Este gobierno o esta Presidenta en particular, no más que una firme pero moderada expresión de eso que se conoce como modelo inclusivo, equilibrador de algunas de las desigualdades sociales más profundas, actuante de la integración regional contra las eternas pretensiones del Imperio y sus adláteres, enfrenta desafíos tan grandes como la inexistencia de un destino que no sea el que se quiera construir. Hay una economía que continúa primarizada, dependiente en exceso de la demanda alimentaria de los chinos y sujeta en gran medida al intercambio automotriz con Brasil. Hay una clase dominante rapiñera y antinacional, sin perjuicio de su desconcierto. Hay los lobbies devaluadores, los gauchócratas insaciables aunque hoy llamados a silencio, las usinas del odio de clase. Hay la impericia de dejar ciertos campos orégano que esa contra, sólo provisoriamente, no sabe aprovechar. Y hay que un segundo mandato –o tercero, según quiera vérselo– es calculado a priori como el del desgaste inevitable.

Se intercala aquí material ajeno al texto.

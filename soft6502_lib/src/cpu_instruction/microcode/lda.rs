use super::*;

pub fn lda(cpu: &mut CPU, cpu_instruction: &CPUInstruction) -> Result<LogLine> {
    cpu_instruction.adjust_base_cycles();
    let byte = cpu.read_operand(cpu_instruction);
    cpu.registers.accumulator = load(&mut cpu.registers, byte);

    Ok(LogLine::new(
        cpu_instruction,
        format!(
            "[A=0x{:02x}][S={}]",
            cpu.registers.accumulator,
            cpu.registers.format_status()
        ),
    ))
}
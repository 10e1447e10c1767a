use super::*;

/// # JSR - jump to subroutine
///
/// Pushes the address of the last byte of the instruction (high byte first)
/// then jumps. RTS adds one to the pulled address.
pub fn jsr(cpu: &mut CPU, cpu_instruction: &CPUInstruction) -> Result<LogLine> {
    let [low, high] = cpu.registers.command_pointer.wrapping_sub(1).to_le_bytes();
    cpu.registers.stack_push(&mut cpu.memory, high);
    cpu.registers.stack_push(&mut cpu.memory, low);
    if let Some(target) = cpu_instruction.target_address() {
        cpu.registers.command_pointer = target;
    }

    Ok(LogLine::new(
        cpu_instruction,
        format!(
            "[CP=0x{:04X}][SP=0x{:02x}]",
            cpu.registers.command_pointer, cpu.registers.stack_pointer
        ),
    ))
}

Mandan, por tanto, dos preguntas básicas. ¿Hay que prepararse para esa inevitabilidad, consistente en que Cristina terminará agotando junto con lo que representa o quiere imaginarse? ¿O hay que entrenar para que eso no ocurra, porque no es honesto entregarse a que una sola persona o unos pocos cuadros políticos, en el mejor de los casos, resuelvan por nosotros? Como sea, si falla esto que, como pudo o como quiso, se diferenció de los cantos de sirena liberales, la responsabilidad será de los que se sientan a esperar.
Por lo pronto, basta con ver quiénes son los furiosos, los embroncados y los ambiguos, para saber o intuir de qué lado hay que pararse.